(Stored data)
Start of Block
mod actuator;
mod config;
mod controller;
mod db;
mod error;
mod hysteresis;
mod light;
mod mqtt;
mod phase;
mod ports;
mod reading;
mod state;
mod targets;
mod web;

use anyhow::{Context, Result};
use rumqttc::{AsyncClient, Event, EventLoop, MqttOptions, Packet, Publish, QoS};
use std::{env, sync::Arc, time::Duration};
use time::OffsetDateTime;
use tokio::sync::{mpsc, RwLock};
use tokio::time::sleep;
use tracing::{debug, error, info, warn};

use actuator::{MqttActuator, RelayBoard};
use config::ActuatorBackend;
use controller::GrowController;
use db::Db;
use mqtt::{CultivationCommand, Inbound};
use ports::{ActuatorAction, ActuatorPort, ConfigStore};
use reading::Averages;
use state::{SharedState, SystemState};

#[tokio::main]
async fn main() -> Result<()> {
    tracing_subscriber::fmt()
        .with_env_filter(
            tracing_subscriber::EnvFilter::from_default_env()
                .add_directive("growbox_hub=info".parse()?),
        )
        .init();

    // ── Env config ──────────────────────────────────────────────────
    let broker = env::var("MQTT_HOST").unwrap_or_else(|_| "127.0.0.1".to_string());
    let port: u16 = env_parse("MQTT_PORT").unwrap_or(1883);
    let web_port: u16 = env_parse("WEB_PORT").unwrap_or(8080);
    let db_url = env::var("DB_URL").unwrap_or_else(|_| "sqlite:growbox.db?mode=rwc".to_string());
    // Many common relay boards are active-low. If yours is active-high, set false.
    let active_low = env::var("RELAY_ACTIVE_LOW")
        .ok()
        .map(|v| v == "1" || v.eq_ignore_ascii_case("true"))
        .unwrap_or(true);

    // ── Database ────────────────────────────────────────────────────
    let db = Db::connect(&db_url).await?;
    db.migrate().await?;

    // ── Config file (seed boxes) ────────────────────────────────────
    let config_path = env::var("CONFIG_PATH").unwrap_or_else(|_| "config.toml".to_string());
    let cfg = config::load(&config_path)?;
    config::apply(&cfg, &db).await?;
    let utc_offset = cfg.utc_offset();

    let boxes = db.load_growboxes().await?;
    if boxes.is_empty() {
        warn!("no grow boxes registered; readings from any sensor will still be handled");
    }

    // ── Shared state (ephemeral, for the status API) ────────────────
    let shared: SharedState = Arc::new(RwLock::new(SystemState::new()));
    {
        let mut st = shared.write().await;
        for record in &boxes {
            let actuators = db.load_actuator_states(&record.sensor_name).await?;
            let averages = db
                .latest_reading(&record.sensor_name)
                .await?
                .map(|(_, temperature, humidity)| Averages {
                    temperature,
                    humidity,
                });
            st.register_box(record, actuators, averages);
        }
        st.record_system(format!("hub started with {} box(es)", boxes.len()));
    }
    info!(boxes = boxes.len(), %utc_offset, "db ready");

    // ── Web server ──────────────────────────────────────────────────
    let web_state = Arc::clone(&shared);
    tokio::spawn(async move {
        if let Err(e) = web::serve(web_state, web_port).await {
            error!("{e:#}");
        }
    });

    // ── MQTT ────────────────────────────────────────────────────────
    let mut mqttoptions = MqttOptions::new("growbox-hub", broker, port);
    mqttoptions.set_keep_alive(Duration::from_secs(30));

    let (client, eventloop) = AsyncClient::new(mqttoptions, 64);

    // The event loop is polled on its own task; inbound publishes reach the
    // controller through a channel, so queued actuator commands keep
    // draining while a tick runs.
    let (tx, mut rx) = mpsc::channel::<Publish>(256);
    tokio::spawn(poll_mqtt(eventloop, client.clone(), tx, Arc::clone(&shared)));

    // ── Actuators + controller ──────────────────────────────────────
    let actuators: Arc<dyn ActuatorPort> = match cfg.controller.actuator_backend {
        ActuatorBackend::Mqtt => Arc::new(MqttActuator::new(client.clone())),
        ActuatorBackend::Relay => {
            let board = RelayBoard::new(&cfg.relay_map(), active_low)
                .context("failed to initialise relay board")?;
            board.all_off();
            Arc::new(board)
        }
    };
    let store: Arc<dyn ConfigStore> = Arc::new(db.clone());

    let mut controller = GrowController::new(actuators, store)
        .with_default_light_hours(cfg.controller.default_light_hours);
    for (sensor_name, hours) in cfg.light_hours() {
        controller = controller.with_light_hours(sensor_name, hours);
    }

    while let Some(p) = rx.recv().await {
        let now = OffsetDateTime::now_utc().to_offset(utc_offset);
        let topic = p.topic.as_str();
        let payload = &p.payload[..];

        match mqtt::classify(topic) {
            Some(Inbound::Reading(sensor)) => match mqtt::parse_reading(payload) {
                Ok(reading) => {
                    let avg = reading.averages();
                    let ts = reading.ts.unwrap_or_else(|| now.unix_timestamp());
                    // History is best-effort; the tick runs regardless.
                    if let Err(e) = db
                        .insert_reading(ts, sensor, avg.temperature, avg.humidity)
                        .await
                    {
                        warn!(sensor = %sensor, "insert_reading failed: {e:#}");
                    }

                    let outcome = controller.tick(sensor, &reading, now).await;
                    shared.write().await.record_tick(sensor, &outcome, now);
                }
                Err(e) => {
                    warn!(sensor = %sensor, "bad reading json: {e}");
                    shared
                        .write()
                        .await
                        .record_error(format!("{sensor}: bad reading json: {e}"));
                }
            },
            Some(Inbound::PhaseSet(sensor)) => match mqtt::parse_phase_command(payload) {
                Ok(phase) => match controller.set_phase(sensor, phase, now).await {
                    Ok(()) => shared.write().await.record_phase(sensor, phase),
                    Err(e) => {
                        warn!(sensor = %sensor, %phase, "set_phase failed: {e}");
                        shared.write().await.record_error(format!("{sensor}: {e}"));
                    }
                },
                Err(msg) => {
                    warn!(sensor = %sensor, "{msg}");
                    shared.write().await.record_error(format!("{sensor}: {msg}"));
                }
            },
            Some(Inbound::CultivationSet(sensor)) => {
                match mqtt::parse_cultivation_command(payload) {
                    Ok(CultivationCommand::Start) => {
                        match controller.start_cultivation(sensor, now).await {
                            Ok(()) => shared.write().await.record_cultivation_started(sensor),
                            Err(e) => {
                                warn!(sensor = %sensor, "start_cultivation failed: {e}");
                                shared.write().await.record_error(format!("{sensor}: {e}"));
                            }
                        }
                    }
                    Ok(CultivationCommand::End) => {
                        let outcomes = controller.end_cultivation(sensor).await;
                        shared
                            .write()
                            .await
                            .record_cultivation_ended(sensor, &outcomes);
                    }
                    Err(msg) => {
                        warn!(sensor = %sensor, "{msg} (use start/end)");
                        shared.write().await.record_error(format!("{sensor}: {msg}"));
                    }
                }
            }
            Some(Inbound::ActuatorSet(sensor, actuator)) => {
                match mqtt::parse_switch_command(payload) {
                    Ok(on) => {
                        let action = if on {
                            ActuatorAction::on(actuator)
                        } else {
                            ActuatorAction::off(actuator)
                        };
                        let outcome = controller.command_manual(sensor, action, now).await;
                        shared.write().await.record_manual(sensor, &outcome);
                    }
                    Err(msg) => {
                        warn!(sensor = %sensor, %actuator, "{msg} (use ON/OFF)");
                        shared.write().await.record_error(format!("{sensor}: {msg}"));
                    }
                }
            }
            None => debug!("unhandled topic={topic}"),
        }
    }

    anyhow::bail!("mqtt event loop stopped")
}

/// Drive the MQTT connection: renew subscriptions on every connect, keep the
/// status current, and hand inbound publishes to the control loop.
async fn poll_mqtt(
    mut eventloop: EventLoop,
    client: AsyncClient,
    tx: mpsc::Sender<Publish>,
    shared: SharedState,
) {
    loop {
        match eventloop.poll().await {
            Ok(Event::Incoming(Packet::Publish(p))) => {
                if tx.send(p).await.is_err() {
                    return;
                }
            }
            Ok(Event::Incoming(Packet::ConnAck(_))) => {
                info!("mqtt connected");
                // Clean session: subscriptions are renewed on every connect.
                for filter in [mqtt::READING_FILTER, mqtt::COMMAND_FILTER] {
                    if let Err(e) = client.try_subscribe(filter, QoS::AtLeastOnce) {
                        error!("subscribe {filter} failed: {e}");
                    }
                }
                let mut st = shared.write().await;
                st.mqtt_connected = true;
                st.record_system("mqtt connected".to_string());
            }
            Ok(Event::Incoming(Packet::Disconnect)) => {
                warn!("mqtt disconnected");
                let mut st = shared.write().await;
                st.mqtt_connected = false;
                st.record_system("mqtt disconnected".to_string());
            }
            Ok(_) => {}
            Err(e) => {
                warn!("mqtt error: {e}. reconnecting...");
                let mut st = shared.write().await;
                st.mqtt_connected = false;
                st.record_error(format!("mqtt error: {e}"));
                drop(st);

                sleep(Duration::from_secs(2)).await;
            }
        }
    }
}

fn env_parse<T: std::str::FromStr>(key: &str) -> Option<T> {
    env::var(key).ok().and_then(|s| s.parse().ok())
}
End of Block
Task: Copy here each line of the preceding records with "sleep" in it.

Expected answer:
use tokio::time::sleep;
                sleep(Duration::from_secs(2)).await;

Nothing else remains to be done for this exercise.